What to do =>
Find each line in the records below that contains the word "mpsc", and copy it out.

Working data =>

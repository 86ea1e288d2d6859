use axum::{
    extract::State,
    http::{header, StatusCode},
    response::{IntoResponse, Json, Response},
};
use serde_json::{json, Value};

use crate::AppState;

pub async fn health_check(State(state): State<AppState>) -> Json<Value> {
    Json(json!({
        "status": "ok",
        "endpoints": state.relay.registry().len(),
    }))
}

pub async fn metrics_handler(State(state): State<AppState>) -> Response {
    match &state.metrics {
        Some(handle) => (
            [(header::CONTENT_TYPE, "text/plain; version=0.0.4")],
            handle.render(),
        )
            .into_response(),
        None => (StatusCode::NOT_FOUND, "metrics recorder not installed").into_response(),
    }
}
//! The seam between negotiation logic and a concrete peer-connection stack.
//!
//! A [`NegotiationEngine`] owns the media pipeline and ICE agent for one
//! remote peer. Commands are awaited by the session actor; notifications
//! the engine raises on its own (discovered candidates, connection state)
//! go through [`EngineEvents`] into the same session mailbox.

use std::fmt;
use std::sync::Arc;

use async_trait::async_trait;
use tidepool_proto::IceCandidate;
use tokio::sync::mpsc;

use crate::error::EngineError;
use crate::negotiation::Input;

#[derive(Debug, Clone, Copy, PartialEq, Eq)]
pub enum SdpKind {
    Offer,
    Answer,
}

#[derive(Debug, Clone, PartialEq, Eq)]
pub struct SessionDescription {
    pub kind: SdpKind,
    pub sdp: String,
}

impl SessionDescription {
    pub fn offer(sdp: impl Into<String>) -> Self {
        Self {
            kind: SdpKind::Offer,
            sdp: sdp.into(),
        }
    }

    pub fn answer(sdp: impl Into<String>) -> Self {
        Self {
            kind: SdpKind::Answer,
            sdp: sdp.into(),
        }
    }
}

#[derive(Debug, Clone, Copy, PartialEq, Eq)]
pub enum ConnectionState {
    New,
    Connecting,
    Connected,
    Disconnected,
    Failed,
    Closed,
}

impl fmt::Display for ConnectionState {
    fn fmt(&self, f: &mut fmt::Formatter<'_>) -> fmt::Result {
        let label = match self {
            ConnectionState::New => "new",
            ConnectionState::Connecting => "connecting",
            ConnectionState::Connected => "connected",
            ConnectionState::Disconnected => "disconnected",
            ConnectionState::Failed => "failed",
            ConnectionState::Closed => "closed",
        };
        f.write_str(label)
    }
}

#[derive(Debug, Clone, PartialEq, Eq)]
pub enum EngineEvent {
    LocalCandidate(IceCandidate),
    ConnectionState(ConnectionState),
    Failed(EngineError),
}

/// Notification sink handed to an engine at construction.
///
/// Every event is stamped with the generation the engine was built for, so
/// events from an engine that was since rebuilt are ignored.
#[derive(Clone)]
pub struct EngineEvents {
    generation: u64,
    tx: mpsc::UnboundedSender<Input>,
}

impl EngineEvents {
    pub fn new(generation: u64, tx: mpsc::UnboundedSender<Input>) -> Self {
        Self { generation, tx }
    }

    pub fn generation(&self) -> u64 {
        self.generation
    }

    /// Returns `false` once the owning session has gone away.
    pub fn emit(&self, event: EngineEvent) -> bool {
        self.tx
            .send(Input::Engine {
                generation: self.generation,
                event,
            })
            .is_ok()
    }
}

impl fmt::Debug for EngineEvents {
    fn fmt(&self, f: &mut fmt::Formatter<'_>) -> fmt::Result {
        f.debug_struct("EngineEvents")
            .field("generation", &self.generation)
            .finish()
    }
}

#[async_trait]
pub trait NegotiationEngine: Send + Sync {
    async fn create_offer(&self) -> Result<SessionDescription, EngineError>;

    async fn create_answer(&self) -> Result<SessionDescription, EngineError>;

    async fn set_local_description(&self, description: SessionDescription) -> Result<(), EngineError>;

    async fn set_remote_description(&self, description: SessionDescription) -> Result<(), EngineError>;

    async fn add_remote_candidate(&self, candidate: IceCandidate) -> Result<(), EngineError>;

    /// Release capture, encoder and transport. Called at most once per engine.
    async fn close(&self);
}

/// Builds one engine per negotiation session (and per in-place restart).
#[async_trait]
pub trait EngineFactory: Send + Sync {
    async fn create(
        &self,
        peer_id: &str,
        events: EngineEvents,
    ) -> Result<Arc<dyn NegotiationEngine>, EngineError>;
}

Solution to the exercise =>
use tokio::sync::mpsc;
    tx: mpsc::UnboundedSender<Input>,
    pub fn new(generation: u64, tx: mpsc::UnboundedSender<Input>) -> Self {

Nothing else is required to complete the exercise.